Task to complete:
Output every record again so that it matches the original word for word.

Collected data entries
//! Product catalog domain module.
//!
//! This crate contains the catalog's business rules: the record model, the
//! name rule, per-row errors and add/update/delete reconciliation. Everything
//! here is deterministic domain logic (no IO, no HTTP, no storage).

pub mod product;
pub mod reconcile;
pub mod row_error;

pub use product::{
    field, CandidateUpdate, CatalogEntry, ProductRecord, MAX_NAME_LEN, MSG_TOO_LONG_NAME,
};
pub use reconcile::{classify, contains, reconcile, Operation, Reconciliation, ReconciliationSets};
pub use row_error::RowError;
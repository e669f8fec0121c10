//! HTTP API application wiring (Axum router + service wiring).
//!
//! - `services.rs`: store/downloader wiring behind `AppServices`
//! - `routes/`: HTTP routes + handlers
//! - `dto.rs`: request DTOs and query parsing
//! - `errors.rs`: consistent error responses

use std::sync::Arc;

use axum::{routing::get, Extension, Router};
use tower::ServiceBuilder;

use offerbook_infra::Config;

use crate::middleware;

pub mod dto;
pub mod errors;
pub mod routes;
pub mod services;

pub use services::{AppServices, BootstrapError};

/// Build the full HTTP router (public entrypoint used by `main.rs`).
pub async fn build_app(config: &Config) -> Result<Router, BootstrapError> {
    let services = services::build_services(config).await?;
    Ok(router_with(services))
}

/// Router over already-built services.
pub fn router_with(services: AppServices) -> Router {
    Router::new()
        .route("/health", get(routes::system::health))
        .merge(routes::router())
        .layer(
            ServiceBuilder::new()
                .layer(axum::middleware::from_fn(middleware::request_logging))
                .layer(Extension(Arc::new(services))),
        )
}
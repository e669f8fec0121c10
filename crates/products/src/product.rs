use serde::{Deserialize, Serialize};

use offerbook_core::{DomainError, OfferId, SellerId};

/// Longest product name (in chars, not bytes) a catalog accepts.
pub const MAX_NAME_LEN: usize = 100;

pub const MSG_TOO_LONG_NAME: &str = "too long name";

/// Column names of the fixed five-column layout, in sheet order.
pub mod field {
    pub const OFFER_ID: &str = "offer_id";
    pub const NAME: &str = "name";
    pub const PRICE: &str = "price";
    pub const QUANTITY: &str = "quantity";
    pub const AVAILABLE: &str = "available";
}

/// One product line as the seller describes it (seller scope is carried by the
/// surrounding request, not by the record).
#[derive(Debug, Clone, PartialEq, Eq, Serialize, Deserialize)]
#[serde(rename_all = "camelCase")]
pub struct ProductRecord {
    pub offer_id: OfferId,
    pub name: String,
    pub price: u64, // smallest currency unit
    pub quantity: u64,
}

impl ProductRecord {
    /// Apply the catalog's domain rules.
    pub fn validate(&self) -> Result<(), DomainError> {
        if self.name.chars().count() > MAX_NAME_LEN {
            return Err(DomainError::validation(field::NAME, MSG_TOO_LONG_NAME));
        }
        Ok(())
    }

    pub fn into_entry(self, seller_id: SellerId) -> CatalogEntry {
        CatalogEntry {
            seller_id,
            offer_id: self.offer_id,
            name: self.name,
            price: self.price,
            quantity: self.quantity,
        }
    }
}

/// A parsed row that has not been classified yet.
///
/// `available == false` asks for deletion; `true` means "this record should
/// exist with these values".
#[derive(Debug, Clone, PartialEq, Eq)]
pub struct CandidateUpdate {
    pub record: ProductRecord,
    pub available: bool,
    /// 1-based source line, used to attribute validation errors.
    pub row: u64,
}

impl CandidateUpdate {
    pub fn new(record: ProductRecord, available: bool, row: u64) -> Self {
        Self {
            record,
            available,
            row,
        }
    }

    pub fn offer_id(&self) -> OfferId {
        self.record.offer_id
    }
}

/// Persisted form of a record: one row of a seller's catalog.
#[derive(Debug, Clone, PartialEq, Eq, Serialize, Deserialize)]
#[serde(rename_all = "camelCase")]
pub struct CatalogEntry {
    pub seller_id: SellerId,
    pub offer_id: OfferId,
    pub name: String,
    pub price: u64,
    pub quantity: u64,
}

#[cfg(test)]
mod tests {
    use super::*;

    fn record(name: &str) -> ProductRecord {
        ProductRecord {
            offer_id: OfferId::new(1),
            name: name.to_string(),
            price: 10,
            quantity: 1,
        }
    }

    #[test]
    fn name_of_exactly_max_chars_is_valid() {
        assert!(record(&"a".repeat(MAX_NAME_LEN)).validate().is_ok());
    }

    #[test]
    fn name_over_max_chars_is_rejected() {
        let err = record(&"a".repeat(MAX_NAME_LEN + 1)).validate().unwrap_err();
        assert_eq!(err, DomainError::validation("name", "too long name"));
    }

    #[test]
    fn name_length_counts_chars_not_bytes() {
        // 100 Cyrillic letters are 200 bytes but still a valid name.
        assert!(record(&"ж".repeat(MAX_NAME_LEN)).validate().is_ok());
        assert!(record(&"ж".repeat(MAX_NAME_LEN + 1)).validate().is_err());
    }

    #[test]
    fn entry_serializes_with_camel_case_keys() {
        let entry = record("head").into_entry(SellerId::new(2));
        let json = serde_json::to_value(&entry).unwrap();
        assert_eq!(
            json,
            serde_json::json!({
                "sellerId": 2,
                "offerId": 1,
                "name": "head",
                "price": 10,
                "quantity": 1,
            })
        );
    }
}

Written answer:
//! Product catalog domain module.
//!
//! This crate contains the catalog's business rules: the record model, the
//! name rule, per-row errors and add/update/delete reconciliation. Everything
//! here is deterministic domain logic (no IO, no HTTP, no storage).

pub mod product;
pub mod reconcile;
pub mod row_error;

pub use product::{
    field, CandidateUpdate, CatalogEntry, ProductRecord, MAX_NAME_LEN, MSG_TOO_LONG_NAME,
};
pub use reconcile::{classify, contains, reconcile, Operation, Reconciliation, ReconciliationSets};
pub use row_error::RowError;
repository e669f8fec0121c10
//! HTTP API application wiring (Axum router + service wiring).
//!
//! - `services.rs`: store/downloader wiring behind `AppServices`
//! - `routes/`: HTTP routes + handlers
//! - `dto.rs`: request DTOs and query parsing
//! - `errors.rs`: consistent error responses

use std::sync::Arc;

use axum::{routing::get, Extension, Router};
use tower::ServiceBuilder;

use offerbook_infra::Config;

use crate::middleware;

pub mod dto;
pub mod errors;
pub mod routes;
pub mod services;

pub use services::{AppServices, BootstrapError};

/// Build the full HTTP router (public entrypoint used by `main.rs`).
pub async fn build_app(config: &Config) -> Result<Router, BootstrapError> {
    let services = services::build_services(config).await?;
    Ok(router_with(services))
}

/// Router over already-built services.
pub fn router_with(services: AppServices) -> Router {
    Router::new()
        .route("/health", get(routes::system::health))
        .merge(routes::router())
        .layer(
            ServiceBuilder::new()
                .layer(axum::middleware::from_fn(middleware::request_logging))
                .layer(Extension(Arc::new(services))),
        )
}
repository e669f8fec0121c10
filename crates/products/src/product.rs
use serde::{Deserialize, Serialize};

use offerbook_core::{DomainError, OfferId, SellerId};

/// Longest product name (in chars, not bytes) a catalog accepts.
pub const MAX_NAME_LEN: usize = 100;

pub const MSG_TOO_LONG_NAME: &str = "too long name";

/// Column names of the fixed five-column layout, in sheet order.
pub mod field {
    pub const OFFER_ID: &str = "offer_id";
    pub const NAME: &str = "name";
    pub const PRICE: &str = "price";
    pub const QUANTITY: &str = "quantity";
    pub const AVAILABLE: &str = "available";
}

/// One product line as the seller describes it (seller scope is carried by the
/// surrounding request, not by the record).
#[derive(Debug, Clone, PartialEq, Eq, Serialize, Deserialize)]
#[serde(rename_all = "camelCase")]
pub struct ProductRecord {
    pub offer_id: OfferId,
    pub name: String,
    pub price: u64, // smallest currency unit
    pub quantity: u64,
}

impl ProductRecord {
    /// Apply the catalog's domain rules.
    pub fn validate(&self) -> Result<(), DomainError> {
        if self.name.chars().count() > MAX_NAME_LEN {
            return Err(DomainError::validation(field::NAME, MSG_TOO_LONG_NAME));
        }
        Ok(())
    }

    pub fn into_entry(self, seller_id: SellerId) -> CatalogEntry {
        CatalogEntry {
            seller_id,
            offer_id: self.offer_id,
            name: self.name,
            price: self.price,
            quantity: self.quantity,
        }
    }
}

/// A parsed row that has not been classified yet.
///
/// `available == false` asks for deletion; `true` means "this record should
/// exist with these values".
#[derive(Debug, Clone, PartialEq, Eq)]
pub struct CandidateUpdate {
    pub record: ProductRecord,
    pub available: bool,
    /// 1-based source line, used to attribute validation errors.
    pub row: u64,
}

impl CandidateUpdate {
    pub fn new(record: ProductRecord, available: bool, row: u64) -> Self {
        Self {
            record,
            available,
            row,
        }
    }

    pub fn offer_id(&self) -> OfferId {
        self.record.offer_id
    }
}

/// Persisted form of a record: one row of a seller's catalog.
#[derive(Debug, Clone, PartialEq, Eq, Serialize, Deserialize)]
#[serde(rename_all = "camelCase")]
pub struct CatalogEntry {
    pub seller_id: SellerId,
    pub offer_id: OfferId,
    pub name: String,
    pub price: u64,
    pub quantity: u64,
}

#[cfg(test)]
mod tests {
    use super::*;

    fn record(name: &str) -> ProductRecord {
        ProductRecord {
            offer_id: OfferId::new(1),
            name: name.to_string(),
            price: 10,
            quantity: 1,
        }
    }

    #[test]
    fn name_of_exactly_max_chars_is_valid() {
        assert!(record(&"a".repeat(MAX_NAME_LEN)).validate().is_ok());
    }

    #[test]
    fn name_over_max_chars_is_rejected() {
        let err = record(&"a".repeat(MAX_NAME_LEN + 1)).validate().unwrap_err();
        assert_eq!(err, DomainError::validation("name", "too long name"));
    }

    #[test]
    fn name_length_counts_chars_not_bytes() {
        // 100 Cyrillic letters are 200 bytes but still a valid name.
        assert!(record(&"ж".repeat(MAX_NAME_LEN)).validate().is_ok());
        assert!(record(&"ж".repeat(MAX_NAME_LEN + 1)).validate().is_err());
    }

    #[test]
    fn entry_serializes_with_camel_case_keys() {
        let entry = record("head").into_entry(SellerId::new(2));
        let json = serde_json::to_value(&entry).unwrap();
        assert_eq!(
            json,
            serde_json::json!({
                "sellerId": 2,
                "offerId": 1,
                "name": "head",
                "price": 10,
                "quantity": 1,
            })
        );
    }
}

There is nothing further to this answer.